Resultados e discussão O objetivo da pesquisa era compreender a vivência e experiências das mulheres assentadas, porém na comunidade vivia um jovem transexual, de 22 anos que fez questão de participar da pesquisa. Angico, seu pseudônimo na tese, nasceu biologicamente do sexo feminino e representa uma luta pela população LGBT+, mas é muito mais, é luta por sobrevivência à violência. Ele sofreu violência sexual aos 09 anos e, após o ato, mudou e não se reconheceu mais dentro daquela identidade feminina. Passou a odiar o próprio corpo, mutilá-lo, aniquilá-lo. Foram várias as tentativas de suicídio. Seu corpo é marcado pela dor, cicatrizes que não estão presentes apenas no corpo físico, mas também na alma. Foram anos sem compreender a própria identidade enfrentando internações psiquiátricas, depressão e preconceito, só sabia que não queria mais ser mulher. Quando compreendeu que era um homem transexual passou por pressão social e familiar intensa e vieram outras tentativas de suicídio. Angico tem vivenciado uma luta intensa para romper com as práticas culturais que regem as atribuições sociais ao seu corpo. Questionado se tinha raiva de ter útero respondeu que sim, que tinha muita raiva, assim como dos seios, mas que vive um dia de cada vez, e que, desde aquele ato de violência, sente-se preso, limitado, inaceitável a si próprio. A pele foi o primeiro lugar de autopunição em que descontava sua angústia, sua frustração, raiva, foi na pele que expressou suas primeiras dores. Le Breton (2010), em seu estudo sobre escarificações na adolescência, afirma que a pele enraíza o sentimento de si dentro desse corpo que individualiza e exerce uma função de contenção. Ou seja, envolve não apenas a pessoa, mas estabelece uma fronteira entre o dentro e o fora. Ainda para Le Breton (2010), é na pele que se projeta uma identidade ou encarcera em uma identidade insuportável da qual se deseja abdicar e, isso, leva às lesões corporais deliberadas. A lógica patriarcal permeada na sociedade permitiu que Angico fosse mais uma criança violentada dentro de casa por alguém próximo. A mãe, ao tomar conhecimento, separou-se do companheiro, passando a sofrer tanto quanto a filha. O corpo é o lugar de maior sofrimento de Angico, em que vivencia uma diversidade de experiências e luta por respeito e identidade e visibilidade. Angico sobrevive apenas para ser quem é.
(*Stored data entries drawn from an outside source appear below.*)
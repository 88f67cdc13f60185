mod record;

pub use record::*;
//! # pdv-core: Entities and Business Rules for PDV
//!
//! Pure types and rules for a retail point of sale: customers, products,
//! sales and sale items. No I/O happens here; pdv-db persists what this
//! crate defines.
//!
//! ## Architecture Position
//! ```text
//! ┌─────────────────────────────────────────────────────────────────────────┐
//! │                          PDV Architecture                               │
//! │                                                                         │
//! │  ┌─────────────────────────────────────────────────────────────────┐   │
//! │  │            Caller (HTTP / CLI front end, not in this repo)      │   │
//! │  └─────────────────────────────┬───────────────────────────────────┘   │
//! │                                │ NewSale, SaleChanges, filters          │
//! │  ┌─────────────────────────────▼───────────────────────────────────┐   │
//! │  │               ★ pdv-core (THIS CRATE) ★                         │   │
//! │  │                                                                 │   │
//! │  │   ┌─────────┐ ┌─────────┐ ┌────────────┐ ┌────────┐ ┌────────┐ │   │
//! │  │   │  types  │ │  input  │ │ derivation │ │ filter │ │ valid. │ │   │
//! │  │   │ Sale    │ │ New*    │ │ subtotal   │ │ scopes │ │ CPF    │ │   │
//! │  │   │ Product │ │ Changes │ │ net total  │ │        │ │ CNPJ   │ │   │
//! │  │   └─────────┘ └─────────┘ └────────────┘ └────────┘ └────────┘ │   │
//! │  └─────────────────────────────────────────────────────────────────┘   │
//! │                                │                                        │
//! │  ┌─────────────────────────────▼───────────────────────────────────┐   │
//! │  │                    pdv-db (Database Layer)                      │   │
//! │  │            SQLite repositories, migrations, seed                │   │
//! │  └─────────────────────────────────────────────────────────────────┘   │
//! └─────────────────────────────────────────────────────────────────────────┘
//! ```
//!
//! ## Modules
//!
//! - [`types`] - Customer, Product, Sale, SaleItem, User
//! - [`money`] - Fixed-point money in centavos
//! - [`input`] - Whitelisted create/update inputs and mass assignment
//! - [`derivation`] - Sale item subtotal and sale net total
//! - [`filter`] - Named query filters
//! - [`validation`] - Field rules (CPF/CNPJ, UF, CEP, barcode, ...)
//! - [`error`] - Domain error types
//!
//! ## Example Usage
//!
//! ```rust
//! use pdv_core::{derivation, Money, NewSaleItem};
//! use chrono::Utc;
//!
//! let mut item = NewSaleItem {
//!     sale_id: "sale".into(),
//!     product_id: "product".into(),
//!     quantity: 3,
//!     unit_price: Money::from_cents(1099),
//! }
//! .into_sale_item("item".into(), Utc::now());
//!
//! derivation::recompute_subtotal(&mut item).unwrap();
//! assert_eq!(item.subtotal, Money::from_cents(3297));
//! ```

// =============================================================================
// Module Declarations
// =============================================================================

pub mod derivation;
pub mod error;
pub mod filter;
pub mod input;
pub mod money;
pub mod types;
pub mod validation;

// =============================================================================
// Re-exports for Convenience
// =============================================================================

pub use error::{CoreError, CoreResult, ValidationError};
pub use filter::{CustomerFilter, Filter, ProductFilter, SaleFilter};
pub use input::{
    CustomerChanges, Fillable, NewCustomer, NewProduct, NewSale, NewSaleItem, NewUser,
    ProductChanges, SaleChanges, SaleItemChanges, SaleLine,
};
pub use money::Money;
pub use types::*;
pub use validation::Validate;

// =============================================================================
// Crate-Level Constants
// =============================================================================

/// Stock level at or below which a product counts as low stock.
pub const DEFAULT_LOW_STOCK_LIMIT: i64 = 10;

/// Maximum length of a display name (customers, products, operators).
pub const MAX_NAME_LENGTH: usize = 200;
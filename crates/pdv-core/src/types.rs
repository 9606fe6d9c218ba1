//! # Domain Types
//!
//! The four PDV records plus the operator who rings up a sale.
//!
//! ## Entity Map
//! ```text
//! ┌─────────────────────────────────────────────────────────────────────────┐
//! │                         Domain Types                                    │
//! │                                                                         │
//! │  ┌─────────────┐ 1     * ┌─────────────┐ 1     * ┌─────────────────┐   │
//! │  │  Customer   │────────►│    Sale     │────────►│    SaleItem     │   │
//! │  │  tax_id     │         │  total      │         │  quantity       │   │
//! │  │  (CPF/CNPJ) │         │  discount   │         │  unit_price     │   │
//! │  └─────────────┘         │  status     │         │  subtotal (der.)│   │
//! │                          └──────▲──────┘         └────────▲────────┘   │
//! │  ┌─────────────┐ 1            * │                         │ *          │
//! │  │    User     │────────────────┘                         │ 1          │
//! │  │ (operator)  │                                 ┌────────┴────────┐   │
//! │  └─────────────┘                                 │    Product      │   │
//! │                                                  │  price, stock   │   │
//! │                                                  └─────────────────┘   │
//! └─────────────────────────────────────────────────────────────────────────┘
//! ```
//!
//! Relationships are foreign-key columns only. Traversal is an explicit
//! repository query in pdv-db, never a lazily loaded field.

use chrono::{DateTime, NaiveDate, Utc};
use serde::{Deserialize, Serialize};
use ts_rs::TS;

use crate::derivation;
use crate::money::Money;

// =============================================================================
// User
// =============================================================================

/// The operator who records sales.
///
/// Owned by the identity collaborator; stored here so `Sale.user_id` has a
/// row to reference.
#[derive(Debug, Clone, PartialEq, Eq, Serialize, Deserialize, TS)]
#[cfg_attr(feature = "sqlx", derive(sqlx::FromRow))]
#[ts(export)]
pub struct User {
    pub id: String,
    pub name: String,
    pub email: String,
    #[ts(as = "String")]
    pub created_at: DateTime<Utc>,
}

// =============================================================================
// Customer
// =============================================================================

/// A customer of the store.
#[derive(Debug, Clone, PartialEq, Eq, Serialize, Deserialize, TS)]
#[cfg_attr(feature = "sqlx", derive(sqlx::FromRow))]
#[ts(export)]
pub struct Customer {
    /// Unique identifier (UUID v4).
    pub id: String,

    pub name: String,

    /// Contact email. Intended unique; not enforced by storage.
    pub email: String,

    pub phone: Option<String>,

    /// CPF (11 digits) or CNPJ (14 digits), punctuation allowed.
    pub tax_id: String,

    pub address: Option<String>,

    pub city: Option<String>,

    /// Two-letter UF code (e.g. "SP").
    pub state: Option<String>,

    /// CEP.
    pub postal_code: Option<String>,

    #[ts(as = "String")]
    pub created_at: DateTime<Utc>,

    #[ts(as = "String")]
    pub updated_at: DateTime<Utc>,
}

// =============================================================================
// Product
// =============================================================================

/// A product available for sale.
#[derive(Debug, Clone, PartialEq, Eq, Serialize, Deserialize, TS)]
#[cfg_attr(feature = "sqlx", derive(sqlx::FromRow))]
#[ts(export)]
pub struct Product {
    /// Unique identifier (UUID v4).
    pub id: String,

    /// Display name shown to the cashier and on receipts.
    pub name: String,

    pub description: Option<String>,

    /// Current selling price.
    pub price: Money,

    /// Units on hand. Unguarded: may reach zero or go below.
    pub stock: i64,

    /// Free-text category.
    pub category: Option<String>,

    /// EAN/GTIN barcode, unique when present.
    pub barcode: Option<String>,

    /// Whether the product is offered for sale.
    pub active: bool,

    #[ts(as = "String")]
    pub created_at: DateTime<Utc>,

    #[ts(as = "String")]
    pub updated_at: DateTime<Utc>,
}

// =============================================================================
// Sale Status
// =============================================================================

/// The status of a sale.
///
/// Stored and serialized with the store's Portuguese labels.
#[derive(Debug, Clone, Copy, PartialEq, Eq, Serialize, Deserialize, TS)]
#[cfg_attr(feature = "sqlx", derive(sqlx::Type))]
#[ts(export)]
pub enum SaleStatus {
    /// Recorded but not yet settled.
    #[serde(rename = "pendente")]
    #[cfg_attr(feature = "sqlx", sqlx(rename = "pendente"))]
    Pending,
    /// Paid and closed.
    #[serde(rename = "concluida")]
    #[cfg_attr(feature = "sqlx", sqlx(rename = "concluida"))]
    Completed,
    /// Cancelled.
    #[serde(rename = "cancelada")]
    #[cfg_attr(feature = "sqlx", sqlx(rename = "cancelada"))]
    Cancelled,
}

impl Default for SaleStatus {
    fn default() -> Self {
        SaleStatus::Pending
    }
}

// =============================================================================
// Payment Method
// =============================================================================

/// How a sale was paid.
#[derive(Debug, Clone, Copy, PartialEq, Eq, Serialize, Deserialize, TS)]
#[cfg_attr(feature = "sqlx", derive(sqlx::Type))]
#[cfg_attr(feature = "sqlx", sqlx(rename_all = "snake_case"))]
#[serde(rename_all = "snake_case")]
#[ts(export)]
pub enum PaymentMethod {
    /// Cash.
    Dinheiro,
    CartaoCredito,
    CartaoDebito,
    /// Instant bank transfer.
    Pix,
    /// Bank slip.
    Boleto,
}

// =============================================================================
// Sale
// =============================================================================

/// A sale to a customer, recorded by an operator.
#[derive(Debug, Clone, PartialEq, Eq, Serialize, Deserialize, TS)]
#[cfg_attr(feature = "sqlx", derive(sqlx::FromRow))]
#[ts(export)]
pub struct Sale {
    pub id: String,
    pub customer_id: String,
    pub user_id: String,
    #[ts(as = "String")]
    pub sale_date: NaiveDate,
    pub total: Money,
    pub discount: Money,
    pub payment_method: PaymentMethod,
    pub status: SaleStatus,
    pub notes: Option<String>,
    #[ts(as = "String")]
    pub created_at: DateTime<Utc>,
    #[ts(as = "String")]
    pub updated_at: DateTime<Utc>,
}

impl Sale {
    /// Total after discount, computed fresh on every call.
    #[inline]
    pub fn net_total(&self) -> Money {
        derivation::net_total(self)
    }
}

// =============================================================================
// Sale Item
// =============================================================================

/// A line item in a sale.
///
/// `unit_price` is frozen at sale time so later price changes on the
/// product leave history intact. `subtotal` is derived: the repository
/// overwrites it with `quantity × unit_price` on every write.
#[derive(Debug, Clone, PartialEq, Eq, Serialize, Deserialize, TS)]
#[cfg_attr(feature = "sqlx", derive(sqlx::FromRow))]
#[ts(export)]
pub struct SaleItem {
    pub id: String,
    pub sale_id: String,
    pub product_id: String,
    pub quantity: i64,
    pub unit_price: Money,
    pub subtotal: Money,
    #[ts(as = "String")]
    pub created_at: DateTime<Utc>,
    #[ts(as = "String")]
    pub updated_at: DateTime<Utc>,
}

// =============================================================================
// Unit Tests
// =============================================================================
Conclusões/Considerações finais A violência contra a mulher se configura como uma das formas mais agressivas do patriarcado (expressa no machismo) apoiada e consentida cotidianamente através de meios que supervalorizam o homem e inferioriza a mulher e, esse contexto, impactou de forma profunda o corpo e a vida de Angico levando-o à perda de si mesmo até o reencontro com sua própria identidade.